Image:Gravitation space source.png | Mathematical physics
Image:BernoullisLawDerivationDiagram.svg | Mathematical fluid dynamics
Image:Composite trapezoidal rule illustration small.png | Numerical analysis
Image:Maximum boxed.png | Optimization
Image:Two red dice 01.svg | Probability
Image:Oldfaithful3.png | Statistics
Image:Market Data Index NYA on 20050726 202628 UTC.png | Financial mathematics
Image:Arbitrary-gametree-solved.png | Game theory
Common misconceptions
Mathematics isn't a closed intellectual system, in which everything has already been worked out. There is no shortage of open problems. Mathematicians publish many thousands of papers embodying new discoveries in mathematics every month.
Mathematics isn't
numerology, nor is it
accountancy; nor is it restricted to
arithmetic.
Pseudomathematics is a form of mathematics-like activity undertaken outside
academia, and occasionally by mathematicians themselves. It often consists of determined attacks on famous questions, consisting of proof-attempts made in an isolated way (that is, long papers not supported by previously published theory). The relationship to generally-accepted mathematics is similar to that between
pseudoscience and real science. The misconceptions involved are normally based on:
- misunderstanding of the implications of mathematical rigor;
- attempts to circumvent the usual criteria for publication of mathematical papers in a learned journal after peer review, often in the belief that the journal is biased against the author;
- lack of familiarity with, and therefore underestimation of, the existing literature.
The case of
Kurt Heegner's work shows that the mathematical establishment is neither infallible, nor unwilling to admit error in assessing 'amateur' work. And like
astronomy, mathematics owes much to amateur contributors such as
Fermat and
Mersenne.
Mathematics and physical reality
Mathematical concepts and theorems need not correspond to anything in the physical world. Insofar as a correspondence does exist, while mathematicians and physicists may select axioms and postulates that seem reasonable and intuitive, it isn't necessary for the basic assumptions within an axiomatic system to be true in an empirical or physical sense. Thus, while many
axiom systems are derived from our perceptions and experiments, they're not dependent on them.

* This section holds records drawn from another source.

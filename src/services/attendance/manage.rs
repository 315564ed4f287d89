use actix_web::{HttpRequest, HttpResponse, Result as ActixResult};
use tracing::info;

use super::AttendanceService;
use super::list::build_attendance_views;
use crate::middlewares::RequireJWT;
use crate::models::attendance::requests::UpdateAttendanceRequest;
use crate::models::users::entities::UserRole;
use crate::models::ErrorCode;
use crate::services::{current_teacher, respond};

pub async fn get_attendance(
    service: &AttendanceService,
    request: &HttpRequest,
    attendance_id: i64,
) -> ActixResult<HttpResponse> {
    let storage = service.get_storage(request);

    let attendance = match storage.get_attendance_by_id(attendance_id).await {
        Ok(Some(attendance)) => attendance,
        Ok(None) => {
            return Ok(respond::not_found(
                ErrorCode::AttendanceNotFound,
                "Attendance record not found",
            ));
        }
        Err(e) => return Ok(respond::internal("Failed to get attendance", e)),
    };

    match build_attendance_views(&storage, vec![attendance]).await {
        Ok(mut views) => Ok(respond::ok(
            views.remove(0),
            "Attendance retrieved successfully",
        )),
        Err(e) => Ok(respond::internal("Failed to build attendance view", e)),
    }
}

pub async fn update_attendance(
    service: &AttendanceService,
    request: &HttpRequest,
    attendance_id: i64,
    update_data: UpdateAttendanceRequest,
) -> ActixResult<HttpResponse> {
    let storage = service.get_storage(request);

    let attendance = match storage.get_attendance_by_id(attendance_id).await {
        Ok(Some(attendance)) => attendance,
        Ok(None) => {
            return Ok(respond::not_found(
                ErrorCode::AttendanceNotFound,
                "Attendance record not found",
            ));
        }
        Err(e) => return Ok(respond::internal("Failed to get attendance", e)),
    };

    // 教师只能改自己点的名
    if RequireJWT::extract_user_role(request) == Some(UserRole::Teacher) {
        let teacher = match current_teacher(&storage, request).await {
            Ok(teacher) => teacher,
            Err(response) => return Ok(response),
        };
        if attendance.teacher_id != teacher.id {
            return Ok(respond::forbidden(
                ErrorCode::Forbidden,
                "You do not have permission to edit this record",
            ));
        }
    }

    match storage
        .set_attendance_present(attendance_id, update_data.present)
        .await
    {
        Ok(Some(attendance)) => Ok(respond::ok(attendance, "Attendance updated successfully")),
        Ok(None) => Ok(respond::not_found(
            ErrorCode::AttendanceNotFound,
            "Attendance record not found",
        )),
        Err(e) => Ok(respond::internal("Failed to update attendance", e)),
    }
}

pub async fn delete_attendance(
    service: &AttendanceService,
    request: &HttpRequest,
    attendance_id: i64,
) -> ActixResult<HttpResponse> {
    let storage = service.get_storage(request);

    match storage.delete_attendance(attendance_id).await {
        Ok(true) => {
            info!("Attendance {} deleted", attendance_id);
            Ok(respond::ok_empty("Attendance deleted successfully"))
        }
        Ok(false) => Ok(respond::not_found(
            ErrorCode::AttendanceNotFound,
            "Attendance record not found",
        )),
        Err(e) => Ok(respond::internal("Failed to delete attendance", e)),
    }
}
use actix_web::{HttpRequest, HttpResponse, Result as ActixResult, web};
use once_cell::sync::Lazy;

use crate::middlewares;
use crate::models::users::entities::UserRole;
use crate::models::users::requests::{CreateUserRequest, UpdateUserRequest};
use crate::services::UserService;
use crate::utils::SafeUserIdI64;

// 懒加载的全局 USER_SERVICE 实例
static USER_SERVICE: Lazy<UserService> = Lazy::new(UserService::new_lazy);

// HTTP处理程序
pub async fn create_user(
    req: HttpRequest,
    user_data: web::Json<CreateUserRequest>,
) -> ActixResult<HttpResponse> {
    USER_SERVICE.create_user(&req, user_data.into_inner()).await
}

pub async fn list_users(req: HttpRequest) -> ActixResult<HttpResponse> {
    USER_SERVICE.list_users(&req).await
}

pub async fn get_user(req: HttpRequest, user_id: SafeUserIdI64) -> ActixResult<HttpResponse> {
    USER_SERVICE.get_user(&req, user_id.0).await
}

pub async fn update_user(
    req: HttpRequest,
    user_id: SafeUserIdI64,
    update_data: web::Json<UpdateUserRequest>,
) -> ActixResult<HttpResponse> {
    USER_SERVICE
        .update_user(&req, user_id.0, update_data.into_inner())
        .await
}

pub async fn delete_user(req: HttpRequest, user_id: SafeUserIdI64) -> ActixResult<HttpResponse> {
    USER_SERVICE.delete_user(&req, user_id.0).await
}

// 配置路由（用户管理仅限管理员）
pub fn configure_user_routes(cfg: &mut web::ServiceConfig) {
    cfg.service(
        web::scope("/api/v1/users")
            .wrap(middlewares::RequireRole::new(&UserRole::Admin))
            .wrap(middlewares::RequireJWT)
            .service(
                web::resource("")
                    .route(web::get().to(list_users))
                    .route(web::post().to(create_user)),
            )
            .service(
                web::resource("/{user_id}")
                    .route(web::get().to(get_user))
                    .route(web::put().to(update_user))
                    .route(web::delete().to(delete_user)),
            ),
    );
}
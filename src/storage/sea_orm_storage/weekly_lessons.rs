use super::SeaOrmStorage;
use crate::entity::weekly_lessons::{ActiveModel, Column, Entity as WeeklyLessons};
use crate::errors::{Result, SchoolSystemError};
use crate::models::weekly_lessons::{
    entities::{LessonStatus, WeeklyLesson},
    requests::{CreateWeeklyLessonRequest, UpdateWeeklyLessonRequest, WeeklyLessonQuery},
};
use sea_orm::{
    ActiveModelTrait, ColumnTrait, EntityTrait, QueryFilter, QueryOrder, QuerySelect, Set,
};

impl SeaOrmStorage {
    /// 创建每周课时
    pub async fn create_weekly_lesson_impl(
        &self,
        req: &CreateWeeklyLessonRequest,
    ) -> Result<WeeklyLesson> {
        let now = chrono::Utc::now().timestamp();

        let model = ActiveModel {
            weekday: Set(req.weekday),
            start_time: Set(req.start_time.clone()),
            end_time: Set(req.end_time.clone()),
            class_id: Set(req.class_id),
            subject_id: Set(req.subject_id),
            teacher_id: Set(req.teacher_id),
            semester: Set(req.semester.to_string()),
            status: Set(LessonStatus::Active.to_string()),
            created_at: Set(now),
            updated_at: Set(now),
            ..Default::default()
        };

        let result = model
            .insert(&self.db)
            .await
            .map_err(|e| SchoolSystemError::database_operation(format!("创建课时失败: {e}")))?;

        Ok(result.into_lesson())
    }

    /// 教师同一 weekday 时间段冲突检测（仅 active）
    ///
    /// "HH:MM" 补零后字符串比较与数值比较等价，可直接用 lt/gt。
    pub async fn find_teacher_time_conflict_impl(
        &self,
        teacher_id: i64,
        weekday: i32,
        start_time: &str,
        end_time: &str,
    ) -> Result<Option<WeeklyLesson>> {
        let result = WeeklyLessons::find()
            .filter(Column::TeacherId.eq(teacher_id))
            .filter(Column::Weekday.eq(weekday))
            .filter(Column::StartTime.lt(end_time))
            .filter(Column::EndTime.gt(start_time))
            .filter(Column::Status.eq(LessonStatus::Active.to_string()))
            .one(&self.db)
            .await
            .map_err(|e| SchoolSystemError::database_operation(format!("课时冲突检测失败: {e}")))?;

        Ok(result.map(|m| m.into_lesson()))
    }

    pub async fn get_weekly_lesson_by_id_impl(&self, id: i64) -> Result<Option<WeeklyLesson>> {
        let result = WeeklyLessons::find_by_id(id)
            .one(&self.db)
            .await
            .map_err(|e| SchoolSystemError::database_operation(format!("查询课时失败: {e}")))?;

        Ok(result.map(|m| m.into_lesson()))
    }

    /// 列出 active 课时（weekday 升序、开始时刻升序）
    pub async fn list_weekly_lessons_impl(
        &self,
        teacher_id: Option<i64>,
        class_id: Option<i64>,
        query: &WeeklyLessonQuery,
    ) -> Result<Vec<WeeklyLesson>> {
        let mut select = WeeklyLessons::find();

        if let Some(teacher_id) = teacher_id {
            select = select.filter(Column::TeacherId.eq(teacher_id));
        }
        if let Some(class_id) = class_id {
            select = select.filter(Column::ClassId.eq(class_id));
        }
        if let Some(query_class_id) = query.class_id {
            select = select.filter(Column::ClassId.eq(query_class_id));
        }
        if let Some(subject_id) = query.subject_id {
            select = select.filter(Column::SubjectId.eq(subject_id));
        }
        if let Some(query_teacher_id) = query.teacher_id {
            select = select.filter(Column::TeacherId.eq(query_teacher_id));
        }
        if let Some(weekday) = query.weekday {
            select = select.filter(Column::Weekday.eq(weekday));
        }

        let result = select
            .filter(Column::Status.eq(LessonStatus::Active.to_string()))
            .order_by_asc(Column::Weekday)
            .order_by_asc(Column::StartTime)
            .all(&self.db)
            .await
            .map_err(|e| SchoolSystemError::database_operation(format!("查询课时列表失败: {e}")))?;

        Ok(result.into_iter().map(|m| m.into_lesson()).collect())
    }

    pub async fn active_lessons_of_class_impl(&self, class_id: i64) -> Result<Vec<WeeklyLesson>> {
        let result = WeeklyLessons::find()
            .filter(Column::ClassId.eq(class_id))
            .filter(Column::Status.eq(LessonStatus::Active.to_string()))
            .order_by_asc(Column::Weekday)
            .order_by_asc(Column::StartTime)
            .all(&self.db)
            .await
            .map_err(|e| SchoolSystemError::database_operation(format!("查询班级课时失败: {e}")))?;

        Ok(result.into_iter().map(|m| m.into_lesson()).collect())
    }

    /// 某班级+科目的 active 课时，可限定教师
    pub async fn find_active_lesson_impl(
        &self,
        class_id: i64,
        subject_id: i64,
        teacher_id: Option<i64>,
    ) -> Result<Option<WeeklyLesson>> {
        let mut select = WeeklyLessons::find()
            .filter(Column::ClassId.eq(class_id))
            .filter(Column::SubjectId.eq(subject_id))
            .filter(Column::Status.eq(LessonStatus::Active.to_string()));

        if let Some(teacher_id) = teacher_id {
            select = select.filter(Column::TeacherId.eq(teacher_id));
        }

        let result = select
            .one(&self.db)
            .await
            .map_err(|e| SchoolSystemError::database_operation(format!("查询课时失败: {e}")))?;

        Ok(result.map(|m| m.into_lesson()))
    }

    /// 教师有 active 课时的班级 ID 集合（去重）
    pub async fn class_ids_with_active_lessons_impl(&self, teacher_id: i64) -> Result<Vec<i64>> {
        let ids: Vec<i64> = WeeklyLessons::find()
            .filter(Column::TeacherId.eq(teacher_id))
            .filter(Column::Status.eq(LessonStatus::Active.to_string()))
            .select_only()
            .column(Column::ClassId)
            .distinct()
            .into_tuple()
            .all(&self.db)
            .await
            .map_err(|e| SchoolSystemError::database_operation(format!("查询教师班级失败: {e}")))?;

        Ok(ids)
    }

    pub async fn update_weekly_lesson_impl(
        &self,
        id: i64,
        update: &UpdateWeeklyLessonRequest,
    ) -> Result<Option<WeeklyLesson>> {
        let existing = self.get_weekly_lesson_by_id_impl(id).await?;
        if existing.is_none() {
            return Ok(None);
        }

        let mut model = ActiveModel {
            id: Set(id),
            updated_at: Set(chrono::Utc::now().timestamp()),
            ..Default::default()
        };

        if let Some(weekday) = update.weekday {
            model.weekday = Set(weekday);
        }
        if let Some(start_time) = &update.start_time {
            model.start_time = Set(start_time.clone());
        }
        if let Some(end_time) = &update.end_time {
            model.end_time = Set(end_time.clone());
        }
        if let Some(semester) = update.semester {
            model.semester = Set(semester.to_string());
        }
        if let Some(status) = update.status {
            model.status = Set(status.to_string());
        }

        model
            .update(&self.db)
            .await
            .map_err(|e| SchoolSystemError::database_operation(format!("更新课时失败: {e}")))?;

        self.get_weekly_lesson_by_id_impl(id).await
    }

    pub async fn delete_weekly_lesson_impl(&self, id: i64) -> Result<bool> {
        let result = WeeklyLessons::delete_by_id(id)
            .exec(&self.db)
            .await
            .map_err(|e| SchoolSystemError::database_operation(format!("删除课时失败: {e}")))?;

        Ok(result.rows_affected > 0)
    }
}
pub mod stats;

use actix_web::{HttpRequest, HttpResponse, Result as ActixResult};
use std::sync::Arc;

use crate::storage::Storage;

pub struct DashboardService {
    storage: Option<Arc<dyn Storage>>,
}

impl DashboardService {
    pub fn new_lazy() -> Self {
        Self { storage: None }
    }

    pub(crate) fn get_storage(&self, request: &HttpRequest) -> Arc<dyn Storage> {
        if let Some(storage) = &self.storage {
            storage.clone()
        } else {
            request
                .app_data::<actix_web::web::Data<Arc<dyn Storage>>>()
                .expect("Storage not found in app data")
                .get_ref()
                .clone()
        }
    }

    // 按角色返回仪表盘统计
    pub async fn stats(&self, req: &HttpRequest) -> ActixResult<HttpResponse> {
        stats::stats(self, req).await
    }
}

For example, we could say that the physical concept of two apples may be accurately
modeled by the
natural number 2. On the other hand, we could also say that the natural numbers are
not an accurate model because there's no standard "unit" apple and no two apples are exactly alike. The modeling idea is further complicated by the possibility of
fractional or partial apples. So while it may be instructive to visualize the axiomatic definition of the natural numbers as collections of apples, the definition itself isn't dependent upon nor derived from any actual physical entities.
Nevertheless, mathematics remains extremely useful for solving real-world problems. This fact led physicist
Eugene Wigner to write an article titled "
The Unreasonable Effectiveness of Mathematics in the Natural Sciences".